But I just have this feeling it’s horrible I can’t explain I’ve tried talking to DP but he doesn’t understand he thinks because he is healthy now there’s no reason to feel this way but I just feel almost constantly sad, I feel terrible I couldn’t keep him inside of me and even worse he wasn’t growing properly inside of me and that he thrived when he wasn’t, I feel so bad he keeps getting poorly because he was prem. When I got to hold him for the first time he had wires all over him and a cannula in his foot and I bent it wrong and he really really screamed and I just think his first hold from his mummy I hurt him and it makes me so sad.
When he was in the NICU I sat by his side 12 hours a day I did every feed Through his tube and every change except at night and then I’d go home and express every 3 hours for him but I just feel so bad.

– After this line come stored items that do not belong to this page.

//! Recognition of textual address encodings
//!
//! [`recognize`] only classifies a string and captures the part that carries
//! the value. Turning the captured digits into bytes is done by
//! [`Address`](crate::Address). Rules are tried in a fixed order and the
//! first match wins:
//!
//! 1. dotted quad with zero-padded octets (`127.000.000.001`)
//! 2. standard IPv4 or IPv6 literal
//! 3. 32 or 128 binary digits, optional `0b` prefix
//! 4. 8 or 32 hex digits, optional `0x` prefix
//! 5. up to 39 decimal digits (an IPv6 numeric value)

use once_cell::sync::Lazy;
use regex::Regex;
use std::net::{IpAddr, Ipv4Addr};

static DOTTED_QUAD: Lazy<Regex> =
    Lazy::new(|| Regex::new(r"^[0-9]+(?:\.[0-9]+){3}$").expect("Invalid Regex?"));

static BINARY: Lazy<Regex> =
    Lazy::new(|| Regex::new(r"^(?:0[bB])?([01]{32}(?:[01]{96})?)$").expect("Invalid Regex?"));

static HEX: Lazy<Regex> = Lazy::new(|| {
    Regex::new(r"^(?:0[xX])?([0-9a-fA-F]{8}(?:[0-9a-fA-F]{24})?)$").expect("Invalid Regex?")
});

static DECIMAL: Lazy<Regex> = Lazy::new(|| Regex::new(r"^[0-9]{1,39}$").expect("Invalid Regex?"));

static CIDR: Lazy<Regex> =
    Lazy::new(|| Regex::new(r"^([0-9a-fA-F:.]+)/([0-9]+)$").expect("Invalid Regex?"));

/// Encodings a text input can be recognized as
#[derive(Debug, Clone, Copy, PartialEq, Eq)]
pub enum TextFormat {
    /// Dotted quad, possibly with zero-padded octets
    DottedQuad,
    /// Standard IPv4 or IPv6 literal
    Literal,
    /// Bit string, most significant bit first
    Binary,
    /// Hex string, two digits per byte
    Hex,
    /// Decimal digits of an IPv6 numeric value
    Decimal,
}

/// A recognized text input together with its value-carrying part
#[derive(Debug, Clone, PartialEq, Eq)]
pub enum Recognized<'a> {
    /// Dotted quad normalized to a standard IPv4 literal
    DottedQuad(Ipv4Addr),
    /// Standard literal
    Literal(IpAddr),
    /// Binary digits without the `0b` prefix
    Binary(&'a str),
    /// Hex digits without the `0x` prefix
    Hex(&'a str),
    /// Decimal digits
    Decimal(&'a str),
}

impl Recognized<'_> {
    /// The rule that matched
    pub fn format(&self) -> TextFormat {
        match self {
            Recognized::DottedQuad(_) => TextFormat::DottedQuad,
            Recognized::Literal(_) => TextFormat::Literal,
            Recognized::Binary(_) => TextFormat::Binary,
            Recognized::Hex(_) => TextFormat::Hex,
            Recognized::Decimal(_) => TextFormat::Decimal,
        }
    }
}

/// Classify `input` against the address encodings, first match wins.
///
/// Returns `None` when no rule matches. A dotted quad whose octets exceed
/// 255 after zero-stripping matches nothing.
pub fn recognize(input: &str) -> Option<Recognized<'_>> {
    if DOTTED_QUAD.is_match(input) {
        return unpad_dotted_quad(input).map(Recognized::DottedQuad);
    }

    if let Ok(ip) = input.parse::<IpAddr>() {
        return Some(Recognized::Literal(ip));
    }

    if let Some(caps) = BINARY.captures(input) {
        return caps.get(1).map(|m| Recognized::Binary(m.as_str()));
    }

    if let Some(caps) = HEX.captures(input) {
        return caps.get(1).map(|m| Recognized::Hex(m.as_str()));
    }

    if DECIMAL.is_match(input) {
        return Some(Recognized::Decimal(input));
    }

    None
}

/// Split a CIDR literal (`addr/prefix`) into its address and prefix parts.
///
/// Only the shape is checked here; the address part still has to parse.
pub fn split_cidr(input: &str) -> Option<(&str, &str)> {
    let caps = CIDR.captures(input)?;
    Some((caps.get(1)?.as_str(), caps.get(2)?.as_str()))
}

/// Split a range literal (`first - last`) on its first dash.
///
/// A dash at position 0 does not count as a separator. Both halves are
/// trimmed.
pub fn split_range(input: &str) -> Option<(&str, &str)> {
    match input.find('-') {
        Some(0) | None => None,
        Some(pos) => Some((input[..pos].trim(), input[pos + 1..].trim())),
    }
}

fn unpad_dotted_quad(input: &str) -> Option<Ipv4Addr> {
    let unpadded: Vec<&str> = input
        .split('.')
        .map(|octet| match octet.trim_start_matches('0') {
            "" => "0",
            digits => digits,
        })
        .collect();

    unpadded.join(".").parse().ok()
}
//! Parallel batch processing using Rayon
//!
//! Decomposes many range expressions at once with:
//! - Configurable thread pool
//! - Input order preserved in the output
//! - Individual error handling

use anyhow::{Context, Result};
use rayon::prelude::*;
use std::fs::File;
use std::io::{self, BufRead, BufReader};
use std::sync::atomic::{AtomicUsize, Ordering};
use tracing::{debug, info};

use netspan_cidr::Range;

use crate::report::{BatchRow, RangeReport};

/// Batch processing result
#[derive(Debug, Clone)]
pub struct BatchResult {
    pub input: String,
    pub result: Result<RangeReport, String>,
}

impl From<BatchResult> for BatchRow {
    fn from(res: BatchResult) -> Self {
        match res.result {
            Ok(range) => BatchRow {
                input: res.input,
                range: Some(range),
                error: None,
            },
            Err(error) => BatchRow {
                input: res.input,
                range: None,
                error: Some(error),
            },
        }
    }
}

/// Batch processor with parallel execution
pub struct BatchProcessor {
    thread_pool: rayon::ThreadPool,
}

impl BatchProcessor {
    /// Create a new batch processor
    ///
    /// # Arguments
    ///
    /// * `num_threads` - Number of threads (default: CPU cores)
    pub fn new(num_threads: Option<usize>) -> Result<Self> {
        let num_threads = num_threads.unwrap_or_else(num_cpus::get);

        let thread_pool = rayon::ThreadPoolBuilder::new()
            .num_threads(num_threads)
            .build()?;

        Ok(Self { thread_pool })
    }

    /// Decompose a batch of range expressions in parallel
    ///
    /// # Arguments
    ///
    /// * `lines` - One range expression per entry (`"A - B"`, CIDR or address)
    pub fn process_ranges(&self, lines: Vec<String>) -> Vec<BatchResult> {
        let total = lines.len();
        let processed = AtomicUsize::new(0);

        let results: Vec<BatchResult> = self.thread_pool.install(|| {
            lines
                .into_par_iter()
                .map(|line| {
                    let result = Range::parse(line.as_str())
                        .map(RangeReport::from)
                        .map_err(|e| e.to_string());

                    let count = processed.fetch_add(1, Ordering::Relaxed) + 1;
                    if count % 1000 == 0 || count == total {
                        debug!("Processed {}/{} ranges", count, total);
                    }

                    BatchResult {
                        input: line,
                        result,
                    }
                })
                .collect()
        });

        let failed = results.iter().filter(|r| r.result.is_err()).count();
        info!(total, failed, "batch complete");
        results
    }

    /// Get thread pool info
    pub fn thread_count(&self) -> usize {
        self.thread_pool.current_num_threads()
    }
}

/// Read range expressions from a file, or stdin when `path` is `None` or `-`
///
/// Blank lines and `#` comments are skipped.
pub fn read_lines(path: Option<&str>) -> Result<Vec<String>> {
    match path {
        None | Some("-") => collect_lines(io::stdin().lock()),
        Some(path) => {
            let file = File::open(path).with_context(|| format!("Failed to open {}", path))?;
            collect_lines(BufReader::new(file))
        }
    }
}

fn collect_lines(reader: impl BufRead) -> Result<Vec<String>> {
    let mut lines = Vec::new();
    for line in reader.lines() {
        let line = line?;
        let line = line.trim();
        if line.is_empty() || line.starts_with('#') {
            continue;
        }
        lines.push(line.to_string());
    }
    Ok(lines)
}

#[cfg(test)]
mod tests {
    use super::*;

    #[test]
    fn test_batch_processor_creation() {
        let processor = BatchProcessor::new(Some(4));
        assert!(processor.is_ok());
        assert_eq!(processor.unwrap().thread_count(), 4);
    }

    #[test]
    fn test_batch_processor_default_threads() {
        let processor = BatchProcessor::new(None).unwrap();
        assert!(processor.thread_count() > 0);
    }

    #[test]
    fn test_process_ranges_keeps_order_and_errors() {
        let processor = BatchProcessor::new(Some(2)).unwrap();
        let lines = vec![
            "192.168.31.240 - 192.168.35.193".to_string(),
            "not an address".to_string(),
            "10.0.0.0/8".to_string(),
            "10.0.0.1 - ::1".to_string(),
        ];

        let results = processor.process_ranges(lines);
        assert_eq!(results.len(), 4);

        assert_eq!(results[0].input, "192.168.31.240 - 192.168.35.193");
        assert_eq!(results[0].result.as_ref().unwrap().networks.len(), 6);

        assert!(results[1].result.is_err());

        let cidr = results[2].result.as_ref().unwrap();
        assert_eq!(cidr.networks.len(), 1);
        assert_eq!(cidr.count, "16777216");

        let err = results[3].result.as_ref().unwrap_err();
        assert!(err.contains("same version"));
    }

    #[test]
    fn test_collect_lines_skips_blanks_and_comments() {
        let input = "# ranges\n10.0.0.0/8\n\n  192.168.0.1 - 192.168.0.9  \n";
        let lines = collect_lines(input.as_bytes()).unwrap();
        assert_eq!(lines, ["10.0.0.0/8", "192.168.0.1 - 192.168.0.9"]);
    }

    #[test]
    fn test_batch_row_from_result() {
        let row = BatchRow::from(BatchResult {
            input: "x".to_string(),
            result: Err("boom".to_string()),
        });
        assert!(row.range.is_none());
        assert_eq!(row.error.as_deref(), Some("boom"));
    }
}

Im sorry for rambling on but I really have had little/no support. Because I was consultant led from 20 weeks I didn’t see a midwife but when I did she was covering their own back really and just explained why they didn’t try to stop labour just in case I’d heard other women saying they’d had their labour stopped and then gave me an appointment to see her at the children’s centre 2 weeks later but when I turned up she said “you’re supposed to bring your baby you know” when he was in the NICU! I had been struggling with my emotions and had gone with a list of things to tell her but didn’t bother after that.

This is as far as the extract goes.